Geographically, 68% of residents in the mostly white north suburbs have been vaccinated, compared to about 46% of those in mostly Black south suburbs. Not even 20% of Ford Heights residents have gotten a shot.
“We will be relentless in bringing opportunities for vaccination to those communities, while working hand-in-hand with partners who are trusted messengers to talk about how COVID-19 vaccines are safe and effective,” Joshi said.
The importance of that effort grows by the day as the more infectious Delta variant of the coronavirus gains traction in less vaccinated communities.
It’s not clear just how prevalent it is near Chicago yet, but small samples have shown cases doubling every one or two weeks, officials said.
“If your community is below 50% on vaccination rates, you’re going to have a greater chance of having the Delta variant come to your community,” Rocha said.
Statewide, 288 Delta cases have been confirmed, but only a small fraction of positive cases are analyzed to determine if they’re dangerous variants.
Experts say an uptick in cases in less vaccinated areas — especially downstate — is one reason Illinois’ case positivity rate has tripled over the past three weeks to 1.9%, which is still very low compared to the worst days of the pandemic.
But infection rates are increasing across the board.

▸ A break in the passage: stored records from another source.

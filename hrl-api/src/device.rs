use candle_core::{Device, Result};
use std::{fmt, str::FromStr};

/// Where the networks should live. Resolved to a concrete device only when a model is built or
/// loaded, so a model trained on a GPU machine can be evaluated on a laptop.
#[derive(Debug, Clone, Copy, Default, PartialEq, Eq)]
pub enum DevicePreference {
    #[default]
    Cpu,
    /// The first CUDA device when the crate is built with CUDA support and one is present,
    /// the CPU otherwise.
    AcceleratorPreferred,
}

impl DevicePreference {
    pub fn resolve(self) -> Result<Device> {
        match self {
            Self::Cpu => Ok(Device::Cpu),
            Self::AcceleratorPreferred => Device::cuda_if_available(0),
        }
    }
}

impl FromStr for DevicePreference {
    type Err = String;

    fn from_str(s: &str) -> std::result::Result<Self, Self::Err> {
        match s.to_ascii_lowercase().as_str() {
            "cpu" => Ok(Self::Cpu),
            "auto" | "cuda" | "gpu" => Ok(Self::AcceleratorPreferred),
            other => Err(format!("unknown device `{other}`, expected `cpu` or `auto`")),
        }
    }
}

impl fmt::Display for DevicePreference {
    fn fmt(&self, f: &mut fmt::Formatter<'_>) -> fmt::Result {
        match self {
            Self::Cpu => write!(f, "cpu"),
            Self::AcceleratorPreferred => write!(f, "auto"),
        }
    }
}
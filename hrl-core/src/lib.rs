pub mod agents;
pub mod distributions;
pub mod env;
pub mod envs;
pub mod error;
pub mod evaluation;
pub mod on_policy_algorithm;
pub mod policies;
pub mod report;
pub mod sampler;
pub mod tensors;
pub mod utils;

use anyhow::Result;

/// A learning algorithm. `OnPolicyAlgorithm` is the only implementor, it drives an agent against
/// an environment until its learning schedule runs out.
pub trait Algorithm {
    fn train(&mut self) -> Result<()>;
}
use crate::{distributions::Distribution, utils::rollout_buffer::RolloutBuffer};
use candle_core::Result;

pub trait Agent {
    type Dist: Distribution;

    /// The action distribution rollouts are sampled from
    fn distribution(&self) -> &Self::Dist;

    /// Updates the agent's networks from one collected rollout
    fn learn(&mut self, rollout: RolloutBuffer) -> Result<()>;
}

impl<A: Agent + ?Sized> Agent for &mut A {
    type Dist = A::Dist;

    fn distribution(&self) -> &Self::Dist {
        (**self).distribution()
    }

    fn learn(&mut self, rollout: RolloutBuffer) -> Result<()> {
        (**self).learn(rollout)
    }
}
//! Trains PPO on LunarLander, evaluates it and shows a few landings.

use anyhow::Result;
use clap::Parser;
use hrl_agents::ppo::PPOParams;
use hrl_api::{Model, Scenario, builders::ppo::PPOBuilder};
use hrl_core::env::Env;
use hrl_examples::{CommonArgs, DeviceArgs, EnvKind, demonstrate, evaluate, init_tracing};

#[derive(Debug, Parser)]
#[command(about = "Train a PPO agent on LunarLander-v3")]
struct Args {
    #[arg(long, default_value_t = 200_000)]
    total_steps: usize,
    /// Number of headless evaluation episodes.
    #[arg(long, default_value_t = 10)]
    episodes: usize,
    /// Number of rendered episodes.
    #[arg(long, default_value_t = 3)]
    visual_episodes: usize,
    #[command(flatten)]
    device: DeviceArgs,
    #[command(flatten)]
    common: CommonArgs,
}

fn lunar_lander_ppo() -> PPOBuilder {
    PPOBuilder {
        params: PPOParams {
            learning_rate: 3e-4,
            n_steps: 1024,
            batch_size: 64,
            n_epochs: 4,
            gamma: 0.999,
            ..Default::default()
        },
        ..Default::default()
    }
}

fn main() -> Result<()> {
    init_tracing();
    let args = Args::parse();
    let scenario = Scenario::LunarLander;
    let seed = args.common.seed;

    println!("Creating LunarLander environment...");
    let mut env = EnvKind::gym(scenario, None)?;
    let description = env.env_description();
    println!("\nEnvironment Info:");
    println!("Observation space: {}", description.observation_space);
    println!("Action space: {}", description.action_space);
    println!("\nObservation details:");
    println!("  - x, y coordinates");
    println!("  - x, y velocities");
    println!("  - angle, angular velocity");
    println!("  - left leg contact, right leg contact");

    println!("\nTraining PPO agent...");
    println!("This may take a few minutes...\n");
    let device = args.device.device.resolve()?;
    let mut model = Model::ppo(&lunar_lander_ppo(), &description, &device)?;
    model.learn(&mut env, args.total_steps, seed)?;
    println!("\nTraining complete!");

    println!("\nTesting trained agent for {} episodes...", args.episodes);
    let mut test_env = EnvKind::gym(scenario, None)?;
    let options = scenario.evaluation_options(args.episodes).with_seed(seed);
    let evaluated = evaluate(&mut test_env, &model, scenario, &options, true);
    test_env.close()?;
    env.close()?;
    evaluated?;

    if args.common.no_render {
        return Ok(());
    }
    demonstrate(scenario, &model, args.visual_episodes, seed)
}
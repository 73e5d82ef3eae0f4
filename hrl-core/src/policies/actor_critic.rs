use super::{OptimizerWithMaxGrad, Policy, ValueFunction};
use crate::{
    distributions::{Distribution, categorical_distribution::CategoricalDistribution},
    env::EnvironmentDescription,
    utils::sequential::{Sequential, build_sequential},
};
use candle_core::{DType, Device, Result, Tensor};
use candle_nn::{AdamW, Module, Optimizer, ParamsAdamW, VarBuilder, VarMap};

/// Separate policy and value networks sharing a single optimizer. Every parameter lives in one
/// `VarMap`, which is also what gets persisted.
#[derive(Debug)]
pub struct ActorCritic {
    distribution: CategoricalDistribution,
    value_net: Sequential,
    optimizer_with_grad: OptimizerWithMaxGrad,
}

impl ActorCritic {
    /// Freshly initialised networks for a discrete-action environment.
    pub fn build(
        env_description: &EnvironmentDescription,
        hidden_layers: &[usize],
        learning_rate: f64,
        max_grad_norm: Option<f32>,
        device: &Device,
    ) -> anyhow::Result<Self> {
        let action_size = env_description.discrete_actions()?;
        let observation_size = env_description.observation_size();
        let varmap = VarMap::new();
        let vb = VarBuilder::from_varmap(&varmap, DType::F32, device);
        let policy_layers = [hidden_layers, &[action_size]].concat();
        let logits = build_sequential(observation_size, &policy_layers, &vb, "policy")?;
        let value_layers = [hidden_layers, &[1]].concat();
        let value_net = build_sequential(observation_size, &value_layers, &vb, "value")?;
        let optimizer = AdamW::new(
            varmap.all_vars(),
            ParamsAdamW {
                lr: learning_rate,
                weight_decay: 0.,
                ..Default::default()
            },
        )?;
        Ok(Self {
            distribution: CategoricalDistribution::new(action_size, logits, device.clone()),
            value_net,
            optimizer_with_grad: OptimizerWithMaxGrad::new(optimizer, max_grad_norm, varmap),
        })
    }

    pub fn distribution(&self) -> &CategoricalDistribution {
        &self.distribution
    }

    pub fn varmap(&self) -> &VarMap {
        &self.optimizer_with_grad.varmap
    }

    pub fn device(&self) -> &Device {
        self.distribution.device()
    }

    pub fn learning_rate(&self) -> f64 {
        self.optimizer_with_grad.optimizer.learning_rate()
    }

    pub fn update(&mut self, loss: &Tensor) -> Result<()> {
        self.optimizer_with_grad.backward_step(loss)
    }
}

impl ValueFunction for ActorCritic {
    fn calculate_values(&self, observation: &Tensor) -> Result<Tensor> {
        let observation = observation.to_device(self.device())?;
        self.value_net.forward(&observation)?.squeeze(1)
    }
}

impl Policy for ActorCritic {
    type Tensor = Tensor;

    fn predict(&self, observation: &Tensor, deterministic: bool) -> anyhow::Result<Tensor> {
        let action = if deterministic {
            self.distribution.most_probable(observation)?
        } else {
            self.distribution.get_action(observation)?.0
        };
        Ok(action)
    }
}

#[cfg(test)]
mod tests {
    use super::*;
    use crate::env::Space;

    fn description() -> EnvironmentDescription {
        EnvironmentDescription::new(Space::continous_from_dims(vec![4]), Space::Discrete(2))
    }

    #[test]
    fn build_registers_policy_and_value_parameters() -> anyhow::Result<()> {
        let ac = ActorCritic::build(&description(), &[8, 8], 3e-4, Some(0.5), &Device::Cpu)?;
        assert_eq!(ac.varmap().all_vars().len(), 12);
        assert!((ac.learning_rate() - 3e-4).abs() < 1e-12);
        Ok(())
    }

    #[test]
    fn values_have_one_entry_per_state() -> anyhow::Result<()> {
        let ac = ActorCritic::build(&description(), &[8], 3e-4, None, &Device::Cpu)?;
        let states = Tensor::zeros((5, 4), DType::F32, &Device::Cpu)?;
        assert_eq!(ac.calculate_values(&states)?.dims(), &[5]);
        Ok(())
    }

    #[test]
    fn continous_actions_are_rejected() {
        let description = EnvironmentDescription::new(
            Space::continous_from_dims(vec![3]),
            Space::continous_from_dims(vec![1]),
        );
        assert!(ActorCritic::build(&description, &[8], 3e-4, None, &Device::Cpu).is_err());
    }

    #[test]
    fn deterministic_prediction_is_one_hot() -> anyhow::Result<()> {
        let ac = ActorCritic::build(&description(), &[8], 3e-4, None, &Device::Cpu)?;
        let observation = Tensor::new(&[0.01f32, 0.02, -0.03, 0.04], &Device::Cpu)?;
        let action: Vec<f32> = ac.predict(&observation, true)?.to_vec1()?;
        assert_eq!(action.iter().filter(|a| **a == 1.).count(), 1);
        Ok(())
    }
}
use crate::builders::policies::PolicyBuilder;
use anyhow::Result;
use candle_core::Device;
use hrl_agents::a2c::{A2C, A2CParams};
use hrl_core::env::EnvironmentDescription;

#[derive(Debug, Clone, Default)]
pub struct A2CBuilder {
    pub policy_builder: PolicyBuilder,
    pub params: A2CParams,
}

impl A2CBuilder {
    pub fn build(&self, device: &Device, env_description: &EnvironmentDescription) -> Result<A2C> {
        let policy = self.policy_builder.build_policy(
            env_description,
            self.params.learning_rate,
            self.params.max_grad_norm,
            device,
        )?;
        Ok(A2C::new(policy, self.params.clone()))
    }
}
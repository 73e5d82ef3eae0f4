use crate::evaluation::{EpisodeOutcome, EvaluationSummary};

/// Something worth narrating while an evaluation runs.
#[derive(Debug, Clone, Copy)]
pub enum Report<'a> {
    /// A finished episode, `index` counts from zero in call order.
    Episode {
        index: usize,
        outcome: &'a EpisodeOutcome,
    },
    Summary(&'a EvaluationSummary),
}

/// Receives reports from the evaluation driver. The driver only measures, rendering the
/// measurements is entirely up to the sink.
pub trait ReportSink {
    fn report(&mut self, report: Report<'_>);
}

impl<F: FnMut(Report<'_>)> ReportSink for F {
    fn report(&mut self, report: Report<'_>) {
        self(report)
    }
}

/// Discards everything.
pub struct NullSink;

impl ReportSink for NullSink {
    fn report(&mut self, _report: Report<'_>) {}
}
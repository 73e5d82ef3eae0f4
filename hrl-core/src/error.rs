use thiserror::Error;

#[derive(Debug, Error, PartialEq)]
pub enum CoreError {
    #[error("cannot summarize an evaluation without episodes")]
    EmptyEvaluation,
    #[error("the number of evaluation episodes must be positive")]
    NoEpisodes,
    #[error("only discrete action spaces are supported, got {0}")]
    UnsupportedActionSpace(String),
}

Chicago’s positivity rate has doubled this month to 1.2%, while the state reported 861 new COVID-19 cases Thursday — the most in a day since late May.
“Illinois is not having an enormous surge by any means,” Chicago Public Health Commissioner Dr. Allison Arwady said. “But when you start to get up there, the risk does go from kind of a moderate to a higher risk for people who are unvaccinated.”